Stored items
════════
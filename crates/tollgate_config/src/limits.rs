//! Plan to token-limit mapping.

use crate::{BuiltinTier, Tier};
use tollgate_core::Plan;

/// Static ceiling per plan, recomputed on every reconciliation.
///
/// # Examples
///
/// ```
/// use tollgate_config::PlanTable;
/// use tollgate_core::Plan;
///
/// let table = PlanTable::default();
/// assert_eq!(table.limit_for(Plan::Basic, 0), 50_000);
/// assert_eq!(table.limit_for(Plan::Trial, 3), 1_000);
/// assert_eq!(table.limit_for(Plan::Trial, 0), 0);
/// assert_eq!(table.limit_for(Plan::Old, 5), 0);
/// ```
#[derive(Debug, Clone, PartialEq, Eq)]
pub struct PlanTable {
    trial: u64,
    basic: u64,
    premium: u64,
    basic_name: String,
    premium_name: String,
}

impl PlanTable {
    /// Build a table from explicit ceilings. Paid tiers are sold under
    /// their plan names until [`with_subscription_names`](Self::with_subscription_names).
    pub fn new(trial: u64, basic: u64, premium: u64) -> Self {
        Self {
            trial,
            basic,
            premium,
            basic_name: Plan::Basic.to_string(),
            premium_name: Plan::Premium.to_string(),
        }
    }

    /// Names the billing provider reports for the paid tiers.
    pub fn with_subscription_names(
        mut self,
        basic: impl Into<String>,
        premium: impl Into<String>,
    ) -> Self {
        self.basic_name = basic.into();
        self.premium_name = premium.into();
        self
    }

    /// Paid plan behind an active subscription name.
    ///
    /// Configured names match case-insensitively; the plan names
    /// themselves are always accepted.
    ///
    /// ```
    /// use tollgate_config::PlanTable;
    /// use tollgate_core::Plan;
    ///
    /// let table = PlanTable::default().with_subscription_names("Starter", "Pro Monthly");
    /// assert_eq!(table.plan_for_subscription("pro monthly"), Some(Plan::Premium));
    /// assert_eq!(table.plan_for_subscription("basic"), Some(Plan::Basic));
    /// assert_eq!(table.plan_for_subscription("trial"), None);
    /// ```
    pub fn plan_for_subscription(&self, name: &str) -> Option<Plan> {
        let name = name.trim();
        if name.eq_ignore_ascii_case(&self.basic_name) {
            Some(Plan::Basic)
        } else if name.eq_ignore_ascii_case(&self.premium_name) {
            Some(Plan::Premium)
        } else {
            Plan::from_subscription_name(name)
        }
    }

    /// Ceiling for `plan`. A trial with no days left gets nothing.
    pub fn limit_for(&self, plan: Plan, trial_days_left: u32) -> u64 {
        match plan {
            Plan::None | Plan::Old => 0,
            Plan::Trial if trial_days_left == 0 => 0,
            Plan::Trial => self.trial,
            Plan::Basic => self.basic,
            Plan::Premium => self.premium,
        }
    }

    /// Trial ceiling while days remain.
    pub fn trial_limit(&self) -> u64 {
        self.trial
    }
}

impl Default for PlanTable {
    fn default() -> Self {
        Self::new(
            BuiltinTier::Trial.token_limit(),
            BuiltinTier::Basic.token_limit(),
            BuiltinTier::Premium.token_limit(),
        )
    }
}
════════
Task brief> Once you have counted every line above that contains the string "None", give that number and nothing more.

Solution to the exercise> 2